# Getting slightly different results in fitting a logit model in R and Mathematica

I'm fitting some data to a Logit model in both Mathematica and R and I'm getting slightly different results.

R code:

data = read.table("http://www.rni.helsinki.fi/~kja/epid12/BCG.dat",header=T)
summary(logitmodel)


Mathematica code:

{d, h, bcg, age} =
Transpose@
Rest@Import["http://www.rni.helsinki.fi/~kja/epid12/BCG.dat",
"Data"];
logitmodel =
GeneralizedLinearModelFit[Transpose@{bcg, d/h}, BCG, BCG,
ExponentialFamily -> "Binomial", LinkFunction -> Automatic,
Weights -> d + h]
logitmodel["ParameterTable"]


The results are estimates that are almost the same but differ in a few decimals. For example, the R estimate and standard error for BCG are -0.74152 and 0.12744 respectively. The corresponding Mathematica results are -0.742492 and 0.127755. Am I making a subtle mistake somewhere or is this the result of some numerical approximation?

-
I get {-0.7453603285, 0.1271282958} (Win7-64).

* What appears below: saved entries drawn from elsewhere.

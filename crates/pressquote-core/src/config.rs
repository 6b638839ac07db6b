//! # Pricing Configuration
//!
//! The immutable [`PricingConfig`], assembled once per calculation from the
//! three flat key/value stores (offset constants, digital constants, margin
//! rates). The legacy system read these tables ad hoc mid-calculation; here
//! every constant is resolved up front, with a documented default per key so
//! the engine behaves identically whether or not a tenant has customized its
//! configuration.
//!
//! ## Key → field mapping
//! Keys are namespaced strings (`offset.plate_cost`, `margin.digital_pct`,
//! ...). Unknown keys are ignored at assembly; missing keys keep their
//! defaults. Two legacy keys (`offset.discount_on_plates`,
//! `offset.discount_on_calage`) are deliberately not wired: the legacy
//! orchestration never consumed them and wiring them would change totals
//! against the reference spreadsheet.

use serde::{Deserialize, Serialize};

/// One row of a key/value configuration store.
#[derive(Debug, Clone, Serialize, Deserialize)]
pub struct ConfigEntry {
    pub key: String,
    pub value: f64,
    /// Display unit ("EUR", "sheets", "%", ...). Informational only.
    pub unit: Option<String>,
    pub description: Option<String>,
}

/// Every numeric constant the pricing modules consume.
///
/// Rainage tiers are indexed by signature count 1..=7; jobs with more than
/// 7 signatures clamp to the last tier (clamping, never extrapolation).
#[derive(Debug, Clone, PartialEq, Serialize, Deserialize)]
pub struct PricingConfig {
    // -------------------------------------------------------------------
    // Imposition
    // -------------------------------------------------------------------
    /// Bleed padding around each pose, in cm. Key: `imposition.bleed_cm`.
    pub bleed_cm: f64,

    // -------------------------------------------------------------------
    // Offset press
    // -------------------------------------------------------------------
    /// Cost of one plate. Key: `offset.plate_cost`.
    pub plate_cost: f64,
    /// Setup (calage) cost per plate. Key: `offset.calage_per_plate`.
    pub calage_per_plate: f64,
    /// Calibration waste sheets per press run. Key: `offset.calibration_waste`.
    pub calibration_waste_sheets: f64,
    /// Running waste as a fraction of base sheets. Key: `offset.running_waste_pct`.
    pub running_waste_pct: f64,
    /// Extra waste sheets when the color mode has a varnish unit.
    /// Key: `offset.varnish_waste`.
    pub varnish_waste_sheets: f64,
    /// Roulage rates per 1000 sheets by volume tier.
    /// Keys: `offset.roulage_le_1000` / `_le_3000` / `_le_5000` /
    /// `_le_10000` / `_gt_10000`.
    pub roulage_le_1000: f64,
    pub roulage_le_3000: f64,
    pub roulage_le_5000: f64,
    pub roulage_le_10000: f64,
    pub roulage_gt_10000: f64,
    /// Rainage (creasing) calage by signature-count tier 1..=7.
    /// Keys: `offset.rainage_calage_1` .. `offset.rainage_calage_7`.
    pub rainage_calage: [f64; 7],
    /// Rainage roulage per 1000 copies by signature-count tier 1..=7.
    /// Keys: `offset.rainage_roulage_1` .. `offset.rainage_roulage_7`.
    pub rainage_roulage: [f64; 7],

    // -------------------------------------------------------------------
    // Digital press
    // -------------------------------------------------------------------
    /// Price of one mono click. Key: `digital.click_mono`.
    pub click_mono: f64,
    /// Price of one color click. Key: `digital.click_color`.
    pub click_color: f64,
    /// Multiplier-inclusive digital pricing model. Values > 1.0 select the
    /// markup-multiplier model (total = subtotal × multiplier, no further
    /// margin); the default 1.0 keeps the legacy additive margin.
    /// Key: `digital.markup_multiplier`.
    pub digital_markup_multiplier: f64,

    // -------------------------------------------------------------------
    // Margins
    // -------------------------------------------------------------------
    /// Offset paper margin. Key: `margin.paper_pct`.
    pub paper_margin_pct: f64,
    /// Offset aggregate margin. Key: `margin.offset_pct`.
    pub offset_margin_pct: f64,
    /// Legacy additive digital margin. Key: `margin.digital_pct`.
    pub digital_margin_pct: f64,
    /// Brochure flat secondary margin on (subtotal + delivery).
    /// Key: `margin.brochure_pct`.
    pub brochure_margin_pct: f64,

    // -------------------------------------------------------------------
    // Packaging
    // -------------------------------------------------------------------
    /// Key: `packaging.carton_capacity_kg`.
    pub carton_capacity_kg: f64,
    /// Key: `packaging.carton_cost`.
    pub carton_cost: f64,
    /// Copies per shrink-film bundle. Key: `packaging.film_bundle`.
    pub film_bundle_size: f64,
    /// Key: `packaging.film_cost`.
    pub film_cost: f64,
    /// Copies per elastic packet. Key: `packaging.elastic_bundle`.
    pub elastic_bundle_size: f64,
    /// Key: `packaging.elastic_cost`.
    pub elastic_cost: f64,
    /// Cards per crystal box. Key: `packaging.crystal_box_capacity`.
    pub crystal_box_capacity: f64,
    /// Key: `packaging.crystal_box_cost`.
    pub crystal_box_cost: f64,

    // -------------------------------------------------------------------
    // Delivery
    // -------------------------------------------------------------------
    /// Flat tail-lift surcharge per point. Key: `delivery.tail_lift_surcharge`.
    pub tail_lift_surcharge: f64,
    /// Department code of the sewn-binding subcontractor; the routing plan
    /// adds a round trip to this department for sewn jobs.
    /// Key: `delivery.bindery_department` (numeric department code).
    pub bindery_department: String,

    // -------------------------------------------------------------------
    // Finishing extras
    // -------------------------------------------------------------------
    /// Key: `finishing.uv_varnish_per_m2`.
    pub uv_varnish_per_m2: f64,
    /// Key: `finishing.uv_varnish_calage`.
    pub uv_varnish_calage: f64,
    /// Loose insert handling per 1000 copies per insert.
    /// Key: `finishing.insert_per_1000`.
    pub insert_per_1000: f64,
    /// Key: `finishing.refold_per_1000`.
    pub refold_per_1000: f64,
    /// Flap supplement forfait. Key: `finishing.flap_calage`.
    pub flap_calage: f64,
    /// Flap supplement per 1000 copies. Key: `finishing.flap_per_1000`.
    pub flap_per_1000: f64,
}

impl Default for PricingConfig {
    fn default() -> Self {
        PricingConfig {
            bleed_cm: 0.5,

            plate_cost: 11.0,
            calage_per_plate: 6.0,
            calibration_waste_sheets: 30.0,
            running_waste_pct: 0.02,
            varnish_waste_sheets: 50.0,
            roulage_le_1000: 15.0,
            roulage_le_3000: 13.0,
            roulage_le_5000: 12.0,
            roulage_le_10000: 10.5,
            roulage_gt_10000: 9.5,
            rainage_calage: [18.0, 22.0, 26.0, 30.0, 34.0, 38.0, 42.0],
            rainage_roulage: [8.0, 10.0, 12.0, 14.0, 16.0, 18.0, 20.0],

            click_mono: 0.015,
            click_color: 0.06,
            digital_markup_multiplier: 1.0,

            paper_margin_pct: 0.12,
            offset_margin_pct: 0.25,
            digital_margin_pct: 0.30,
            brochure_margin_pct: 0.15,

            carton_capacity_kg: 12.0,
            carton_cost: 1.20,
            film_bundle_size: 25.0,
            film_cost: 0.18,
            elastic_bundle_size: 50.0,
            elastic_cost: 0.03,
            crystal_box_capacity: 100.0,
            crystal_box_cost: 0.55,

            tail_lift_surcharge: 25.0,
            bindery_department: "72".to_string(),

            uv_varnish_per_m2: 0.35,
            uv_varnish_calage: 40.0,
            insert_per_1000: 18.0,
            refold_per_1000: 22.0,
            flap_calage: 30.0,
            flap_per_1000: 8.0,
        }
    }
}

impl PricingConfig {
    /// Assembles a config from the merged key/value store rows.
    ///
    /// Tenant-customized rows simply appear in `entries` instead of (or in
    /// addition to) the global rows; later entries win on duplicate keys, so
    /// callers pass global rows first and tenant rows last.
    pub fn from_entries(entries: &[ConfigEntry]) -> Self {
        let mut cfg = PricingConfig::default();
        for entry in entries {
            cfg.apply(&entry.key, entry.value);
        }
        cfg
    }

    fn apply(&mut self, key: &str, value: f64) {
        match key {
            "imposition.bleed_cm" => self.bleed_cm = value,

            "offset.plate_cost" => self.plate_cost = value,
            "offset.calage_per_plate" => self.calage_per_plate = value,
            "offset.calibration_waste" => self.calibration_waste_sheets = value,
            "offset.running_waste_pct" => self.running_waste_pct = value,
            "offset.varnish_waste" => self.varnish_waste_sheets = value,
            "offset.roulage_le_1000" => self.roulage_le_1000 = value,
            "offset.roulage_le_3000" => self.roulage_le_3000 = value,
            "offset.roulage_le_5000" => self.roulage_le_5000 = value,
            "offset.roulage_le_10000" => self.roulage_le_10000 = value,
            "offset.roulage_gt_10000" => self.roulage_gt_10000 = value,

            "digital.click_mono" => self.click_mono = value,
            "digital.click_color" => self.click_color = value,
            "digital.markup_multiplier" => self.digital_markup_multiplier = value,

            "margin.paper_pct" => self.paper_margin_pct = value,
            "margin.offset_pct" => self.offset_margin_pct = value,
            "margin.digital_pct" => self.digital_margin_pct = value,
            "margin.brochure_pct" => self.brochure_margin_pct = value,

            "packaging.carton_capacity_kg" => self.carton_capacity_kg = value,
            "packaging.carton_cost" => self.carton_cost = value,
            "packaging.film_bundle" => self.film_bundle_size = value,
            "packaging.film_cost" => self.film_cost = value,
            "packaging.elastic_bundle" => self.elastic_bundle_size = value,
            "packaging.elastic_cost" => self.elastic_cost = value,
            "packaging.crystal_box_capacity" => self.crystal_box_capacity = value,
            "packaging.crystal_box_cost" => self.crystal_box_cost = value,

            "delivery.tail_lift_surcharge" => self.tail_lift_surcharge = value,
            "delivery.bindery_department" => {
                self.bindery_department = format!("{}", value as u32);
            }

            "finishing.uv_varnish_per_m2" => self.uv_varnish_per_m2 = value,
            "finishing.uv_varnish_calage" => self.uv_varnish_calage = value,
            "finishing.insert_per_1000" => self.insert_per_1000 = value,
            "finishing.refold_per_1000" => self.refold_per_1000 = value,
            "finishing.flap_calage" => self.flap_calage = value,
            "finishing.flap_per_1000" => self.flap_per_1000 = value,

            _ => {
                // Rainage tiers carry their index in the key.
                if let Some(idx) = key.strip_prefix("offset.rainage_calage_") {
                    if let Some(slot) = Self::tier_slot(idx) {
                        self.rainage_calage[slot] = value;
                    }
                } else if let Some(idx) = key.strip_prefix("offset.rainage_roulage_") {
                    if let Some(slot) = Self::tier_slot(idx) {
                        self.rainage_roulage[slot] = value;
                    }
                }
                // Unknown keys (including the dead discount keys) are ignored.
            }
        }
    }

    fn tier_slot(idx: &str) -> Option<usize> {
        idx.parse::<usize>()
            .ok()
            .filter(|i| (1..=7).contains(i))
            .map(|i| i - 1)
    }

    /// Roulage rate per 1000 sheets for a total sheet count.
    ///
    /// Tier bounds per the legacy volume table:
    /// ≤1000 / ≤3000 / ≤5000 / ≤10000 / above.
    pub fn roulage_rate(&self, total_sheets: f64) -> f64 {
        if total_sheets <= 1000.0 {
            self.roulage_le_1000
        } else if total_sheets <= 3000.0 {
            self.roulage_le_3000
        } else if total_sheets <= 5000.0 {
            self.roulage_le_5000
        } else if total_sheets <= 10000.0 {
            self.roulage_le_10000
        } else {
            self.roulage_gt_10000
        }
    }

    /// Rainage tier for a signature count: 1..=7, clamping above 7.
    pub fn rainage_tier(&self, signatures: u32) -> (f64, f64) {
        let slot = (signatures.clamp(1, 7) - 1) as usize;
        (self.rainage_calage[slot], self.rainage_roulage[slot])
    }
}

// =============================================================================
// Unit Tests
// =============================================================================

Probably a numerical accuracy issue, but does it matter? The size of the differences is much smaller than the error in the estimates themselves. – Sjoerd C. de Vries Nov 8 '12 at 20:39
With precision and accuracy set to 200 I get {-0.74536032846461989040..., 0.12712830428988635844565...} – Sjoerd C. de Vries Nov 8 '12 at 20:45
@Sjoerd That's a valid point. However, subtle mistakes can occur in statistical analysis, so whenever a difference--no matter how small--cannot definitively be assigned to numerical imprecision, it ought to be tracked down. Kudos to Mr Alpha for being careful. – whuber Nov 8 '12 at 21:43

To match what you're doing in R, you need to use d/(d+h) for the fractions rather than d/h:
logitmodel = GeneralizedLinearModelFit[Transpose@{bcg, d/(d + h)}, BCG, BCG,

The clues that led to this realization were that the deviances, log likelihoods, and AICs could not be made to match, even after trying to make glm.fit more precise in R (and starting the optimization at the Mathematica values for the parameters): this indicated there really was something different between the two calculations. Once it became apparent--upon inspecting the data--that h was huge compared to d, the source of the difference was evident.